Instructions for the task:
Scan the data below. Pull out each line where "Option" occurs.

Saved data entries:

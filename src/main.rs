use anyhow::Error;
use clap::{Parser, Subcommand};
use std::path::PathBuf;

use classe_diag::roster::{read_names, StudentRecord};
use classe_diag::scoring::{
    parse_assignments, Coefficients, DiagnosticType, IntelligenceObservations,
    MotivationObservations, ObservationUpdate, Observations, RythmeObservations,
    SoutienObservations, StyleObservations,
};
use classe_diag::storage::{self, FileStore};
use classe_diag::{output, stderr_buffer, summary};

const EXIT_SUCCESS: i32 = 0;
const EXIT_USAGE: i32 = 1;
const EXIT_STORAGE: i32 = 2;
const EXIT_CONFIG: i32 = 4;

#[derive(Subcommand, Debug)]
enum RosterCommand {
    /// Import the class list from a text file (one name per line)
    Import { file: PathBuf },
    /// Show the imported class list
    Show,
    /// Add a student row to one grid
    Add {
        diagnostic: DiagnosticType,
        name: String,
    },
    /// Rename a student row of one grid
    Rename {
        diagnostic: DiagnosticType,
        /// Student id or exact name
        student: String,
        name: String,
    },
    /// Remove a student row from one grid
    Remove {
        diagnostic: DiagnosticType,
        /// Student id or exact name
        student: String,
    },
}

#[derive(Debug)]
enum RosterEdit {
    Add { name: String },
    Rename { student: String, name: String },
    Remove { student: String },
}

#[derive(Subcommand, Debug)]
enum CoefficientsCommand {
    /// Show current coefficients
    Show { diagnostic: Option<DiagnosticType> },
    /// Override coefficients of one diagnostic, e.g. `seuilRapide=1.8`
    Set {
        diagnostic: DiagnosticType,
        #[arg(required = true)]
        assignments: Vec<String>,
    },
    /// Drop every override and go back to the defaults
    Reset,
}

#[derive(Subcommand, Debug)]
enum Commands {
    /// Manage the class list
    Roster {
        #[command(subcommand)]
        command: RosterCommand,
    },
    /// Check (or clear) one level of a criterion for a student
    Record {
        diagnostic: DiagnosticType,
        /// Student id or exact name
        student: String,
        /// Criterion key, e.g. frenchReading, visuel, logicoMath
        criterion: String,
        /// Level key, e.g. correct, parfait, fort
        level: String,
        /// Uncheck instead of check (clears the whole criterion)
        #[arg(long)]
        clear: bool,
    },
    /// Set the free-text teacher observation of a student
    Note {
        diagnostic: DiagnosticType,
        student: String,
        text: String,
    },
    /// Show the grid and class summary of one diagnostic
    Results { diagnostic: DiagnosticType },
    /// Show the overview across all diagnostics
    Global,
    /// Inspect or change scoring coefficients
    Coefficients {
        #[command(subcommand)]
        command: CoefficientsCommand,
    },
}

#[derive(Parser, Debug)]
#[command(name = "classe-diag")]
#[command(about = "Classroom diagnostic grids and class summaries", long_about = None)]
#[command(version)]
struct Cli {
    /// Enable verbose logging
    #[arg(short, long, global = true)]
    verbose: bool,

    /// Path to config file (defaults to ~/.config/classe-diag/config.yaml)
    #[arg(short, long, global = true)]
    config: Option<String>,

    #[command(subcommand)]
    command: Commands,
}

fn fail(code: i32, err: Error) -> ! {
    eprintln!("Error: {:#}", err);
    std::process::exit(code);
}

fn print_warnings() {
    for warning in stderr_buffer::drain() {
        eprintln!("{}", warning);
    }
}

fn record<O: Observations>(
    store: &mut FileStore,
    coefficients: &Coefficients,
    student: &str,
    update: O::Update,
    checked: bool,
) -> StudentRecord<O> {
    let mut roster = storage::working_roster::<O>(store, coefficients);
    let id = match roster.find_named(student) {
        Ok(r) => r.id.clone(),
        Err(e) => fail(EXIT_USAGE, e),
    };
    let updated = match roster.update(&id, update, checked, coefficients) {
        Ok(r) => r.clone(),
        Err(e) => fail(EXIT_USAGE, e),
    };
    if let Err(e) = storage::save_results(store, &roster) {
        fail(EXIT_STORAGE, e);
    }
    updated
}

fn note<O: Observations>(store: &mut FileStore, coefficients: &Coefficients, student: &str, text: &str) {
    let mut roster = storage::working_roster::<O>(store, coefficients);
    let id = match roster.find_named(student) {
        Ok(r) => r.id.clone(),
        Err(e) => fail(EXIT_USAGE, e),
    };
    if let Err(e) = roster.set_note(&id, text) {
        fail(EXIT_USAGE, e);
    }
    if let Err(e) = storage::save_results(store, &roster) {
        fail(EXIT_STORAGE, e);
    }
}

/// Apply a row edit to one grid and save it. Returns the message to print.
fn edit_roster<O: Observations>(store: &mut FileStore, coefficients: &Coefficients, edit: &RosterEdit) -> String {
    let mut roster = storage::working_roster::<O>(store, coefficients);
    let edited = match edit {
        RosterEdit::Add { name } => {
            let id = roster.add_student(name.as_str());
            Ok(format!("Added {} as student {} in {}", name, id, O::KIND.title()))
        }
        RosterEdit::Rename { student, name } => roster
            .rename(student, name.as_str())
            .map(|()| format!("Renamed {} to {} in {}", student, name, O::KIND.title())),
        RosterEdit::Remove { student } => roster
            .remove_student(student)
            .map(|r| format!("Removed {} from {}", r.name, O::KIND.title())),
    };
    let message = match edited {
        Ok(m) => m,
        Err(e) => fail(EXIT_USAGE, e),
    };
    if let Err(e) = storage::save_results(store, &roster) {
        fail(EXIT_STORAGE, e);
    }
    message
}

/// Print the saved grid and its class summary. Returns the saved rows, if any.
fn show_results<O: Observations>(
    store: &FileStore,
    coefficients: &Coefficients,
    use_colors: bool,
) -> Option<Vec<StudentRecord<O>>> {
    let Some(students) = storage::load_results::<O>(store, coefficients) else {
        println!("No saved results for {}.", O::KIND.title());
        return None;
    };

    println!("{}", output::format_student_table(&students, use_colors));
    println!();
    let class = summary::class_summary(&students);
    println!("{}", output::format_class_summary(&class, use_colors));
    Some(students)
}

fn dispatch_edit(
    diagnostic: DiagnosticType,
    store: &mut FileStore,
    coefficients: &Coefficients,
    edit: &RosterEdit,
) -> String {
    match diagnostic {
        DiagnosticType::Rythme => edit_roster::<RythmeObservations>(store, coefficients, edit),
        DiagnosticType::Style => edit_roster::<StyleObservations>(store, coefficients, edit),
        DiagnosticType::Intelligences => {
            edit_roster::<IntelligenceObservations>(store, coefficients, edit)
        }
        DiagnosticType::SoutienFamilial => {
            edit_roster::<SoutienObservations>(store, coefficients, edit)
        }
        DiagnosticType::MotivationParticipation => {
            edit_roster::<MotivationObservations>(store, coefficients, edit)
        }
    }
}

fn main() {
    let cli = Cli::parse();

    // Load config
    let config_path = cli.config.map(PathBuf::from);
    let config = match classe_diag::config::load_config(config_path) {
        Ok(c) => c,
        Err(e) => {
            eprintln!("Config error: {:#}", e);
            std::process::exit(EXIT_CONFIG);
        }
    };

    let data_dir = match config.data_dir() {
        Ok(d) => d,
        Err(e) => {
            eprintln!("Config error: {:#}", e);
            std::process::exit(EXIT_CONFIG);
        }
    };

    if cli.verbose {
        eprintln!("Data directory: {}", data_dir.display());
    }

    let use_colors = config.colors.unwrap_or_else(output::should_use_colors);
    let mut store = FileStore::new(data_dir);
    let coefficients = storage::load_coefficients(&store);

    match cli.command {
        Commands::Roster { command } => match command {
            RosterCommand::Import { file } => {
                let names = match read_names(&file) {
                    Ok(n) => n,
                    Err(e) => fail(EXIT_USAGE, e),
                };
                if let Err(e) = storage::save_global_students(&mut store, &names) {
                    fail(EXIT_STORAGE, e);
                }
                println!("Imported {} student(s) from {}", names.len(), file.display());
            }
            RosterCommand::Show => {
                let names = storage::load_global_students(&store);
                println!("{}", output::format_class_list(&names, use_colors));
            }
            RosterCommand::Add { diagnostic, name } => {
                let edit = RosterEdit::Add { name };
                println!("{}", dispatch_edit(diagnostic, &mut store, &coefficients, &edit));
            }
            RosterCommand::Rename {
                diagnostic,
                student,
                name,
            } => {
                let edit = RosterEdit::Rename { student, name };
                println!("{}", dispatch_edit(diagnostic, &mut store, &coefficients, &edit));
            }
            RosterCommand::Remove {
                diagnostic,
                student,
            } => {
                let edit = RosterEdit::Remove { student };
                println!("{}", dispatch_edit(diagnostic, &mut store, &coefficients, &edit));
            }
        },
        Commands::Record {
            diagnostic,
            student,
            criterion,
            level,
            clear,
        } => {
            let update = match ObservationUpdate::parse(diagnostic, &criterion, &level) {
                Ok(u) => u,
                Err(e) => fail(EXIT_USAGE, e),
            };
            let checked = !clear;

            if cli.verbose {
                eprintln!("{} {:?} for {}", if checked { "Checking" } else { "Clearing" }, update, student);
            }

            let (name, category) = match update {
                ObservationUpdate::Rythme(u) => {
                    let r = record::<RythmeObservations>(&mut store, &coefficients, &student, u, checked);
                    (r.name, r.category)
                }
                ObservationUpdate::Style(u) => {
                    let r = record::<StyleObservations>(&mut store, &coefficients, &student, u, checked);
                    (r.name, r.category)
                }
                ObservationUpdate::Intelligences(u) => {
                    let r = record::<IntelligenceObservations>(&mut store, &coefficients, &student, u, checked);
                    (r.name, r.category)
                }
                ObservationUpdate::SoutienFamilial(u) => {
                    let r = record::<SoutienObservations>(&mut store, &coefficients, &student, u, checked);
                    (r.name, r.category)
                }
                ObservationUpdate::MotivationParticipation(u) => {
                    let r = record::<MotivationObservations>(&mut store, &coefficients, &student, u, checked);
                    (r.name, r.category)
                }
            };

            if category.is_empty() {
                println!("{}: not enough answers to classify yet", name);
            } else {
                println!("{}: {}", name, category);
            }
        }
        Commands::Note {
            diagnostic,
            student,
            text,
        } => {
            match diagnostic {
                DiagnosticType::SoutienFamilial => {
                    note::<SoutienObservations>(&mut store, &coefficients, &student, &text)
                }
                DiagnosticType::MotivationParticipation => {
                    note::<MotivationObservations>(&mut store, &coefficients, &student, &text)
                }
                other => fail(
                    EXIT_USAGE,
                    anyhow::anyhow!("{} has no teacher observation field", other.title()),
                ),
            }
            println!("Observation saved for {}", student);
        }
        Commands::Results { diagnostic } => {
            stderr_buffer::activate();
            match diagnostic {
                DiagnosticType::Rythme => {
                    if let Some(students) = show_results::<RythmeObservations>(&store, &coefficients, use_colors) {
                        println!();
                        println!("Score global:");
                        println!("{}", output::format_rythme_scores(&students, use_colors));
                    }
                }
                DiagnosticType::Style => {
                    show_results::<StyleObservations>(&store, &coefficients, use_colors);
                }
                DiagnosticType::Intelligences => {
                    show_results::<IntelligenceObservations>(&store, &coefficients, use_colors);
                }
                DiagnosticType::SoutienFamilial => {
                    show_results::<SoutienObservations>(&store, &coefficients, use_colors);
                }
                DiagnosticType::MotivationParticipation => {
                    show_results::<MotivationObservations>(&store, &coefficients, use_colors);
                }
            }
            print_warnings();
        }
        Commands::Global => {
            stderr_buffer::activate();
            let data = storage::load_global_data(&store, &coefficients);
            let overview = summary::cross_diagnostic_summary(&data);
            println!("{}", output::format_global_summary(&overview, use_colors));

            if cli.verbose {
                for (diagnostic, count) in data.record_counts() {
                    match count {
                        Some(n) => eprintln!("  {}: {} saved row(s)", diagnostic.title(), n),
                        None => eprintln!("  {}: never saved", diagnostic.title()),
                    }
                }
            }
            print_warnings();
        }
        Commands::Coefficients { command } => match command {
            CoefficientsCommand::Show { diagnostic } => {
                println!("{}", output::format_coefficients(&coefficients, diagnostic, use_colors));
            }
            CoefficientsCommand::Set {
                diagnostic,
                assignments,
            } => {
                let updates = match parse_assignments(diagnostic, &assignments) {
                    Ok(u) => u,
                    Err(errors) => {
                        eprintln!("Coefficient errors:");
                        for error in errors {
                            eprintln!("  - {}", error);
                        }
                        std::process::exit(EXIT_USAGE);
                    }
                };
                let updated = match storage::set_coefficients(&mut store, diagnostic, &updates) {
                    Ok(c) => c,
                    Err(e) => fail(EXIT_STORAGE, e),
                };
                println!("{}", output::format_coefficients(&updated, Some(diagnostic), use_colors));
            }
            CoefficientsCommand::Reset => {
                if let Err(e) = storage::reset_coefficients(&mut store) {
                    fail(EXIT_STORAGE, e);
                }
                println!("Coefficients reset to defaults.");
            }
        },
    }

    std::process::exit(EXIT_SUCCESS);
}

Expected answer:
    Show { diagnostic: Option<DiagnosticType> },
    config: Option<String>,
) -> Option<Vec<StudentRecord<O>>> {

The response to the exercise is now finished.